MaidSafe DHT (1)

September 2021

Huidong Yang ✉

October 19, 2021

Last month I went through David Irvine's paper on MaidSafe DHT. Unlike the Kademlia paper, it is not a complete description of the design, but rather a very brief summary of various optimizations meant to make the original Kademlia greater. I know there is much more to learn about MaidSafe DHT, and probably the best way is to dive into the code (esp. the routing crate), but as an intro piece I think it's still worth the effort to look at what MaidSafe is trying to achieve on the high level that is beyond Kademlia, and why. As a side note, Irvine is not an academic (in the traditional sense), and it shows in the whitepaper, which isn't even proofread: He is a very practical guy who is concerned with what is actually made than what is said (although he is capable of verbally expressing his ideas in captivating ways). My point is, so far one cannot expect to fully learn the tech by only reading the whitepapers (the early documents). The tech is also evolving constantly. We with some formal education (mainly passive) seem to be spoiled and expect a set of papers out there that can cover and explain it all for us in a neat way. Not in the real world! Information needs to be hunted for, digested, integrated, and continually updated, all on our own. That's what the frontier is like.
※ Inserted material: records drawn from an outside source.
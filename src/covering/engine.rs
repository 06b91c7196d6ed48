//! Greedy peeling loop.

use std::collections::{HashMap, HashSet};

use rand::Rng;

use super::naming::{alphabetical_name, numeric_name};
use super::palette::palette_color;
use super::{select_center, CoverConfig, Naming};
use crate::error::Result;
use crate::membership::indices_within_capped;
use crate::models::{Circle, Point};

/// Covers `points` with capacity-bounded circles, seeding sampling from
/// `config.seed`.
///
/// See [`cover_with_rng`].
///
/// # Examples
///
/// ```
/// use u_territory::covering::{cover, CoverConfig};
/// use u_territory::models::Point;
///
/// let points = vec![
///     Point::new("a", 0.0, 0.0, "E1"),
///     Point::new("b", 0.0, 0.01, "E1"),
///     Point::new("c", 1.0, 1.0, "E1"),
/// ];
/// let config = CoverConfig::default().with_radius(2000.0).with_max_per_circle(5);
/// let circles = cover(&points, &config, "#00FF00", "E1").unwrap();
/// assert_eq!(circles.len(), 2);
/// assert_eq!(circles[0].member_ids(), ["a", "b"]);
/// assert_eq!(circles[1].member_ids(), ["c"]);
/// ```
pub fn cover(points: &[Point], config: &CoverConfig, color: &str, owner: &str) -> Result<Vec<Circle>> {
    let mut rng = config.rng();
    cover_with_rng(points, config, color, owner, &mut rng)
}

/// Covers `points` with circles of at most `config.max_per_circle` members.
///
/// Each pass selects a center over the remaining points, takes the capped
/// membership around it, emits a circle named by its position in this run,
/// and removes the members from the pool. All circles carry the target
/// radius, `color`, and `owner`; the caller is expected to pass only
/// `owner`'s unassigned points.
///
/// Once more than `config.max_circles` circles exist, every remaining point
/// becomes its own single-member circle so the loop always terminates.
///
/// The union of the returned member ids equals the input ids, with no id in
/// two circles. Empty input yields an empty list.
///
/// # Errors
///
/// Returns [`Error::InvalidInput`](crate::error::Error::InvalidInput) if the
/// configuration fails [`CoverConfig::validate`].
pub fn cover_with_rng<R: Rng>(
    points: &[Point],
    config: &CoverConfig,
    color: &str,
    owner: &str,
    rng: &mut R,
) -> Result<Vec<Circle>> {
    config.validate()?;
    if points.is_empty() {
        return Ok(Vec::new());
    }

    let radius = config.radius_meters;
    let mut remaining: Vec<Point> = points.to_vec();
    let mut circles: Vec<Circle> = Vec::new();

    while !remaining.is_empty() {
        // A tail batch that already fits the capacity still goes through
        // selection and the capped query, so it may split further.
        let Some(center) = select_center(&remaining, config, rng) else {
            break;
        };
        let mut chosen = indices_within_capped(&remaining, center, radius, config.max_per_circle);
        if chosen.is_empty() {
            chosen.push(0);
        }

        let member_ids: Vec<String> = chosen
            .iter()
            .map(|&i| remaining[i].id().to_string())
            .collect();
        let taken: HashSet<&str> = member_ids.iter().map(String::as_str).collect();
        remaining.retain(|p| !taken.contains(p.id()));

        let name = circle_name(config.naming, circles.len());
        log::debug!(
            "covering: circle {name} at ({:.5}, {:.5}) takes {} points, {} left",
            center.lat,
            center.lon,
            member_ids.len(),
            remaining.len()
        );
        circles.push(Circle::new(name, center, radius, color, owner, member_ids));

        if circles.len() > config.max_circles && !remaining.is_empty() {
            log::warn!(
                "covering: owner {owner} exceeded {} circles, flushing {} remaining points as single-point circles",
                config.max_circles,
                remaining.len()
            );
            for p in remaining.drain(..) {
                let name = circle_name(config.naming, circles.len());
                circles.push(Circle::new(
                    name,
                    p.coordinate(),
                    radius,
                    color,
                    owner,
                    vec![p.id().to_string()],
                ));
            }
        }
    }

    log::info!(
        "covering: owner {owner} points={} circles={}",
        points.len(),
        circles.len()
    );
    Ok(circles)
}

/// Covers every owner's unassigned points.
///
/// Points are grouped by owner in first-encounter order. Ids already
/// members of one of that owner's `existing` circles are skipped. Each group
/// is covered with [`cover_with_rng`] using the owner's palette color
/// ([`palette_color`] by group position), sharing one random source seeded
/// from `config`. Returns only the new circles.
///
/// # Errors
///
/// Returns an error if the configuration is invalid.
pub fn cover_by_owner(points: &[Point], existing: &[Circle], config: &CoverConfig) -> Result<Vec<Circle>> {
    config.validate()?;
    let mut rng = config.rng();

    let mut groups: Vec<(&str, Vec<Point>)> = Vec::new();
    let mut slot: HashMap<&str, usize> = HashMap::new();
    for p in points {
        let idx = *slot.entry(p.owner()).or_insert_with(|| {
            groups.push((p.owner(), Vec::new()));
            groups.len() - 1
        });
        groups[idx].1.push(p.clone());
    }

    let mut out = Vec::new();
    for (idx, (owner, group)) in groups.into_iter().enumerate() {
        let assigned: HashSet<&str> = existing
            .iter()
            .filter(|c| c.owner() == owner)
            .flat_map(|c| c.member_ids().iter().map(String::as_str))
            .collect();
        let unassigned: Vec<Point> = group
            .into_iter()
            .filter(|p| !assigned.contains(p.id()))
            .collect();
        if unassigned.is_empty() {
            log::info!("covering: owner {owner} has no unassigned points");
            continue;
        }
        let circles = cover_with_rng(&unassigned, config, palette_color(idx), owner, &mut rng)?;
        out.extend(circles);
    }
    Ok(out)
}

fn circle_name(naming: Naming, index: usize) -> String {
    match naming {
        Naming::Numeric => numeric_name(index),
        Naming::Alphabetical => alphabetical_name(index),
    }
}

#[cfg(test)]
mod tests {
    use super::*;
    use rand::rngs::StdRng;
    use rand::SeedableRng;

    fn config(radius: f64, cap: usize) -> CoverConfig {
        CoverConfig::default()
            .with_radius(radius)
            .with_max_per_circle(cap)
            .with_seed(42)
    }

    fn all_ids(circles: &[Circle]) -> Vec<String> {
        let mut ids: Vec<String> = circles.iter().flat_map(|c| c.member_ids().to_vec()).collect();
        ids.sort();
        ids
    }

    #[test]
    fn test_cover_empty() {
        let circles = cover(&[], &config(2000.0, 5), "#000", "E1").expect("valid");
        assert!(circles.is_empty());
    }

    #[test]
    fn test_cover_invalid_config() {
        let pts = vec![Point::new("a", 0.0, 0.0, "E1")];
        assert!(cover(&pts, &config(0.0, 5), "#000", "E1").is_err());
        assert!(cover(&pts, &config(100.0, 0), "#000", "E1").is_err());
    }

    #[test]
    fn test_cover_near_and_far() {
        let pts = vec![
            Point::new("m1", 0.0, 0.0, "E1"),
            Point::new("m2", 0.0, 0.01, "E1"),
            Point::new("m3", 1.0, 1.0, "E1"),
        ];
        let circles = cover(&pts, &config(2000.0, 5), "#00FF00", "E1").expect("valid");
        assert_eq!(circles.len(), 2);
        assert_eq!(circles[0].name(), "1");
        assert_eq!(circles[0].member_ids(), ["m1", "m2"]);
        assert_eq!(circles[1].name(), "2");
        assert_eq!(circles[1].member_ids(), ["m3"]);
        for c in &circles {
            assert_eq!(c.radius_meters(), 2000.0);
            assert_eq!(c.color(), "#00FF00");
            assert_eq!(c.owner(), "E1");
            assert_eq!(c.visit_order(), None);
        }
    }

    #[test]
    fn test_cover_dense_cluster_fills_capacity() {
        let pts: Vec<Point> = (0..150)
            .map(|i| {
                let dlat = (i % 10) as f64 * 5e-6;
                let dlon = (i / 10) as f64 * 5e-6;
                Point::new(format!("p{i}"), 12.0 + dlat, 77.0 + dlon, "E1")
            })
            .collect();
        let circles = cover(&pts, &config(2000.0, 10), "#000", "E1").expect("valid");
        assert_eq!(circles.len(), 15);
        assert!(circles.iter().all(|c| c.member_count() == 10));
        let names: Vec<&str> = circles.iter().map(Circle::name).collect();
        assert_eq!(names.first(), Some(&"1"));
        assert_eq!(names.last(), Some(&"15"));
        assert_eq!(all_ids(&circles).len(), 150);
    }

    #[test]
    fn test_cover_tiny_radius_falls_back_to_singletons() {
        let pts: Vec<Point> = (0..6)
            .map(|i| Point::new(format!("p{i}"), 0.0, i as f64 * 0.1, "E1"))
            .collect();
        let circles = cover(&pts, &config(1.0, 3), "#000", "E1").expect("valid");
        assert_eq!(circles.len(), 6);
        assert!(circles.iter().all(|c| c.member_count() == 1));
        assert_eq!(all_ids(&circles).len(), 6);
    }

    #[test]
    fn test_cover_runaway_flush() {
        // Four distant clusters of five; capacity two, limit one circle
        let mut pts = Vec::new();
        for k in 0..4 {
            for i in 0..5 {
                pts.push(Point::new(
                    format!("k{k}_{i}"),
                    k as f64,
                    i as f64 * 1e-4,
                    "E1",
                ));
            }
        }
        let cfg = config(5000.0, 2).with_max_circles(1);
        let circles = cover(&pts, &cfg, "#000", "E1").expect("valid");
        assert_eq!(circles.len(), 18);
        assert_eq!(circles[0].member_count(), 2);
        assert_eq!(circles[1].member_count(), 2);
        assert!(circles[2..].iter().all(|c| c.member_count() == 1));
        assert_eq!(circles[17].name(), "18");

        let mut ids = all_ids(&circles);
        ids.dedup();
        assert_eq!(ids.len(), 20);
    }

    #[test]
    fn test_cover_alphabetical_names() {
        let pts: Vec<Point> = (0..3)
            .map(|i| Point::new(format!("p{i}"), i as f64, 0.0, "E1"))
            .collect();
        let cfg = config(100.0, 1).with_naming(Naming::Alphabetical);
        let circles = cover(&pts, &cfg, "#000", "E1").expect("valid");
        let names: Vec<&str> = circles.iter().map(Circle::name).collect();
        assert_eq!(names, vec!["A", "B", "C"]);
    }

    #[test]
    fn test_cover_with_rng_reproducible() {
        let pts: Vec<Point> = (0..60)
            .map(|i| Point::new(format!("p{i}"), (i % 7) as f64 * 0.01, (i % 11) as f64 * 0.01, "E1"))
            .collect();
        let cfg = config(1500.0, 4);
        let a = cover_with_rng(&pts, &cfg, "#000", "E1", &mut StdRng::seed_from_u64(5)).expect("valid");
        let b = cover_with_rng(&pts, &cfg, "#000", "E1", &mut StdRng::seed_from_u64(5)).expect("valid");
        assert_eq!(a, b);
        assert!(a.iter().all(|c| c.member_count() <= 4));
        assert_eq!(all_ids(&a).len(), 60);
    }

    #[test]
    fn test_cover_by_owner_groups_and_skips_assigned() {
        let pts = vec![
            Point::new("a1", 0.0, 0.0, "A"),
            Point::new("b1", 5.0, 5.0, "B"),
            Point::new("a2", 0.0, 0.001, "A"),
            Point::new("b2", 5.0, 5.001, "B"),
        ];
        let existing = vec![Circle::new(
            "1",
            pts[1].coordinate(),
            500.0,
            "#000",
            "B",
            vec!["b1".to_string()],
        )];
        let circles = cover_by_owner(&pts, &existing, &config(1000.0, 5)).expect("valid");
        assert_eq!(circles.len(), 2);
        assert_eq!(circles[0].owner(), "A");
        assert_eq!(circles[0].member_ids(), ["a1", "a2"]);
        assert_eq!(circles[0].color(), palette_color(0));
        assert_eq!(circles[1].owner(), "B");
        assert_eq!(circles[1].member_ids(), ["b2"]);
        assert_eq!(circles[1].color(), palette_color(1));
        assert_eq!(circles[1].name(), "1");
    }

    #[test]
    fn test_cover_by_owner_all_assigned() {
        let pts = vec![Point::new("a1", 0.0, 0.0, "A")];
        let existing = vec![Circle::new(
            "1",
            pts[0].coordinate(),
            500.0,
            "#000",
            "A",
            vec!["a1".to_string()],
        )];
        let circles = cover_by_owner(&pts, &existing, &config(1000.0, 5)).expect("valid");
        assert!(circles.is_empty());
    }
}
So if the original Kademlia paper gave the false impression of academic comfort, now is the time to get real and be the info organizer yourself. To kick things off, I'm going to jot down the superficial impressions I so far hold regarding the design of MaidSafe DHT. Note that other vital aspects of the Safe Network, such as encryption, authentication, storage (via CRDT), and economy (via DBC), are outside the scope.

Design Highlights

So how is MaidSafe DHT different from Kademlia?

Kademlia is only really good for storing and retrieving immutable data (write once, read a lot), such as file sharing, but handling data mutation consistently and efficiently is hard. MaidSafe DHT aims to be more versatile, including serving as a DynamoDB-like database.

Kademlia is purely a routing algorithm, while MaidSafe DHT is meant to be actual production-grade p2p software; So unlike Kademlia, which only assumes the bare minimum from the transport layer (namely UDP), MaidSafe takes advantage of the state of the art in network protocols (currently using QUIC, previously Crust, in-house) that offers so-called "managed connections" that are not only predictably reliable (like TCP), but also high-performance, such that the peer-to-peer network can be more real-time. This way, dead node removal, for instance, can be accomplished by sending cheap probing messages at real-time, as opposed to relying on periodic refreshing (e.g. hourly, as in original Kad paper), which is itself a potentially expensive process that warrants optimization algorithms of its own.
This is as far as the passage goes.